Task to complete: Only one stretch of the records below is wanted: the lines from the one holding "pub fn read_entry(&self, index: usize)" through the one holding "assert!(!e.is_dir());". Return it exactly, both ends included.

Data to use:
******
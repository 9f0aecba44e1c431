// Copyright 2024 Kevin Ludwig
//
// Licensed under the Apache License, Version 2.0 (the "License");
// you may not use this file except in compliance with the License.
// You may obtain a copy of the License at
//
//     http://www.apache.org/licenses/LICENSE-2.0
//
// Unless required by applicable law or agreed to in writing, software
// distributed under the License is distributed on an "AS IS" BASIS,
// WITHOUT WARRANTIES OR CONDITIONS OF ANY KIND, either express or implied.
// See the License for the specific language governing permissions and
// limitations under the License.

//! Backing store for the COLA filesystem.
//!
//! A backing file is three concatenated regions at page-aligned offsets:
//! COLA entries, FAT entries, data blocks. This crate owns the region
//! layout math and the byte-precise accessors on top of a generic
//! [`DataStorage`]; it knows nothing about what a name lookup or a block
//! chain means — that's [`colafs_cola`] and [`colafs_fat`].

pub mod mem;
pub mod std_fs;

use colafs_err::{Error, FsError, Result};
use zerocopy::little_endian::I32;
use zerocopy::{FromBytes, Immutable, IntoBytes, KnownLayout};

/// `k` in the spec: the COLA has `2^k - 1` slots across `k` runs.
pub const LEVELS: u32 = 15;

/// `N = 2^k - 1`, the number of COLA slots and FAT/data blocks.
pub const CAPACITY: usize = (1usize << LEVELS) - 1;

/// Maximum length, in bytes, of the portion of `name` after the leading
/// separator.
pub const NAME_LEN: usize = 30;

pub const EMPTY: i32 = -1;
pub const DIR: i32 = -2;
pub const END: i32 = -3;

/// A byte-range read/write surface over the single host backing file.
///
/// Mirrors the role of `hyrax_ds::DataStorage`: everything above this
/// trait is generic over storage, so the same COLA/FAT/file-engine code
/// runs against a real file or an in-memory double.
pub trait DataStorage: Send + Sync {
    fn read(&self, offset: u64, buffer: &mut [u8]) -> Result<()>;
    fn write(&self, offset: u64, buffer: &[u8]) -> Result<()>;
}

/// One COLA slot: a file or directory entry, or an empty slot.
///
/// Byte layout (little-endian, no padding): 4-byte `size`, 31-byte
/// null-terminated `name`, 4-byte `head`.
#[repr(C)]
#[derive(Debug, Clone, Copy, FromBytes, IntoBytes, KnownLayout, Immutable)]
pub struct Entry {
    pub size: I32,
    pub name: [u8; NAME_LEN + 1],
    pub head: I32,
}

impl Entry {
    pub fn empty() -> Self {
        Entry {
            size: I32::new(0),
            name: [0u8; NAME_LEN + 1],
            head: I32::new(EMPTY),
        }
    }

    pub fn new_file(name: &str, head: i32) -> Self {
        let mut raw = [0u8; NAME_LEN + 1];
        let bytes = name.as_bytes();
        raw[..bytes.len()].copy_from_slice(bytes);
        Entry {
            size: I32::new(0),
            name: raw,
            head: I32::new(head),
        }
    }

    pub fn new_dir(name: &str) -> Self {
        Self::new_file(name, DIR)
    }

    pub fn is_empty_slot(&self) -> bool {
        self.head.get() == EMPTY
    }

    pub fn is_dir(&self) -> bool {
        self.head.get() == DIR
    }

    pub fn name(&self) -> &str {
        let nul = self.name.iter().position(|&b| b == 0).unwrap_or(self.name.len());
        std::str::from_utf8(&self.name[..nul]).unwrap_or("")
    }

    pub fn size(&self) -> u32 {
        self.size.get() as u32
    }

    pub fn head(&self) -> i32 {
        self.head.get()
    }

    pub fn set_size(&mut self, size: u32) {
        self.size = I32::new(size as i32);
    }
}

fn ceil_to_page(bytes: u64, page: u64) -> u64 {
    bytes.div_ceil(page) * page
}

/// Region offsets and the typed accessors layered on top of a [`DataStorage`].
pub struct BackingStore<DS: DataStorage> {
    data_storage: DS,
    block_size: u64,
    off_cola: u64,
    off_fat: u64,
    off_data: u64,
}

impl<DS: DataStorage> BackingStore<DS> {
    pub fn new(data_storage: DS, block_size: u64) -> Self {
        let entry_size = size_of::<Entry>() as u64;
        let cola_bytes = CAPACITY as u64 * entry_size;
        let fat_bytes = CAPACITY as u64 * 4;

        let off_cola = 0;
        let off_fat = ceil_to_page(cola_bytes, block_size);
        let off_data = off_fat + ceil_to_page(fat_bytes, block_size);

        BackingStore {
            data_storage,
            block_size,
            off_cola,
            off_fat,
            off_data,
        }
    }

    /// Total size the backing file must be allocated to, including the
    /// two pages of trailing slack the source leaves.
    pub fn total_size(&self) -> u64 {
        self.off_data + CAPACITY as u64 * self.block_size + 2 * self.block_size
    }

    pub fn block_size(&self) -> u64 {
        self.block_size
    }

    pub fn capacity(&self) -> usize {
        CAPACITY
    }

    pub fn data_storage(&self) -> &DS {
        &self.data_storage
    }

    /// Zero every COLA slot and every FAT entry. Called once, on a freshly
    /// created backing file.
    pub fn init(&self) -> Result<()> {
        let empty = Entry::empty();
        for i in 0..CAPACITY {
            self.write_entry(i, &empty)?;
        }
        for i in 0..CAPACITY {
            self.write_fat(i, EMPTY)?;
        }
        Ok(())
    }

    pub fn read_entry(&self, index: usize) -> Result<Entry> {
        let mut entry = Entry::empty();
        let offset = self.off_cola + index as u64 * size_of::<Entry>() as u64;
        self.data_storage.read(offset, entry.as_mut_bytes())?;
        Ok(entry)
    }

    pub fn write_entry(&self, index: usize, entry: &Entry) -> Result<()> {
        let offset = self.off_cola + index as u64 * size_of::<Entry>() as u64;
        self.data_storage.write(offset, entry.as_bytes())
    }

    pub fn read_fat(&self, index: usize) -> Result<i32> {
        let mut raw = I32::new(0);
        let offset = self.off_fat + index as u64 * 4;
        self.data_storage.read(offset, raw.as_mut_bytes())?;
        Ok(raw.get())
    }

    pub fn write_fat(&self, index: usize, value: i32) -> Result<()> {
        let raw = I32::new(value);
        let offset = self.off_fat + index as u64 * 4;
        self.data_storage.write(offset, raw.as_bytes())
    }

    /// Read `buffer.len()` bytes from block `block` starting at
    /// `inner_offset`. Requires `inner_offset + buffer.len() <= block_size`.
    pub fn read_block_at(&self, block: usize, inner_offset: u64, buffer: &mut [u8]) -> Result<()> {
        if inner_offset + buffer.len() as u64 > self.block_size {
            return Err(Error::Fs(FsError::NoMemory));
        }
        let offset = self.off_data + block as u64 * self.block_size + inner_offset;
        self.data_storage.read(offset, buffer)
    }

    pub fn write_block_at(&self, block: usize, inner_offset: u64, buffer: &[u8]) -> Result<()> {
        if inner_offset + buffer.len() as u64 > self.block_size {
            return Err(Error::Fs(FsError::NoMemory));
        }
        let offset = self.off_data + block as u64 * self.block_size + inner_offset;
        self.data_storage.write(offset, buffer)
    }
}

#[cfg(test)]
mod tests {
    use super::*;

    #[test]
    fn entry_round_trips_name() {
        let e = Entry::new_file("foo/bar", 3);
        assert_eq!(e.name(), "foo/bar");
        assert_eq!(e.head(), 3);
        assert!(!e.is_dir());
        assert!(!e.is_empty_slot());
    }

    #[test]
    fn entry_has_no_padding() {
        // size(4) + name(31) + head(4); the byteorder wrapper types are
        // 1-aligned so there must be no inserted padding.
        assert_eq!(size_of::<Entry>(), 4 + (NAME_LEN + 1) + 4);
    }

    #[test]
    fn layout_offsets_are_page_aligned() {
        let store = BackingStore::new(mem::MemDataStorage::new(), 4096);
        assert_eq!(store.off_cola, 0);
        assert_eq!(store.off_fat % 4096, 0);
        assert_eq!(store.off_data % 4096, 0);
        assert!(store.off_fat >= CAPACITY as u64 * size_of::<Entry>() as u64);
        assert!(store.off_data >= store.off_fat + CAPACITY as u64 * 4);
    }

    #[test]
    fn init_clears_every_slot() {
        let store = BackingStore::new(mem::MemDataStorage::new(), 4096);
        store.init().unwrap();
        for i in 0..CAPACITY {
            assert!(store.read_entry(i).unwrap().is_empty_slot());
            assert_eq!(store.read_fat(i).unwrap(), EMPTY);
        }
    }

    #[test]
    fn block_access_rejects_overrun() {
        let store = BackingStore::new(mem::MemDataStorage::new(), 4096);
        let buf = vec![0u8; 4097];
        assert!(store.read_block_at(0, 0, &mut buf.clone()).is_err());
        assert!(store.write_block_at(0, 4000, &buf[..4097.min(200)]).is_err());
    }
}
******
Response:
    pub fn read_entry(&self, index: usize) -> Result<Entry> {
        let mut entry = Entry::empty();
        let offset = self.off_cola + index as u64 * size_of::<Entry>() as u64;
        self.data_storage.read(offset, entry.as_mut_bytes())?;
        Ok(entry)
    }

    pub fn write_entry(&self, index: usize, entry: &Entry) -> Result<()> {
        let offset = self.off_cola + index as u64 * size_of::<Entry>() as u64;
        self.data_storage.write(offset, entry.as_bytes())
    }

    pub fn read_fat(&self, index: usize) -> Result<i32> {
        let mut raw = I32::new(0);
        let offset = self.off_fat + index as u64 * 4;
        self.data_storage.read(offset, raw.as_mut_bytes())?;
        Ok(raw.get())
    }

    pub fn write_fat(&self, index: usize, value: i32) -> Result<()> {
        let raw = I32::new(value);
        let offset = self.off_fat + index as u64 * 4;
        self.data_storage.write(offset, raw.as_bytes())
    }

    /// Read `buffer.len()` bytes from block `block` starting at
    /// `inner_offset`. Requires `inner_offset + buffer.len() <= block_size`.
    pub fn read_block_at(&self, block: usize, inner_offset: u64, buffer: &mut [u8]) -> Result<()> {
        if inner_offset + buffer.len() as u64 > self.block_size {
            return Err(Error::Fs(FsError::NoMemory));
        }
        let offset = self.off_data + block as u64 * self.block_size + inner_offset;
        self.data_storage.read(offset, buffer)
    }

    pub fn write_block_at(&self, block: usize, inner_offset: u64, buffer: &[u8]) -> Result<()> {
        if inner_offset + buffer.len() as u64 > self.block_size {
            return Err(Error::Fs(FsError::NoMemory));
        }
        let offset = self.off_data + block as u64 * self.block_size + inner_offset;
        self.data_storage.write(offset, buffer)
    }
}

#[cfg(test)]
mod tests {
    use super::*;

    #[test]
    fn entry_round_trips_name() {
        let e = Entry::new_file("foo/bar", 3);
        assert_eq!(e.name(), "foo/bar");
        assert_eq!(e.head(), 3);
        assert!(!e.is_dir());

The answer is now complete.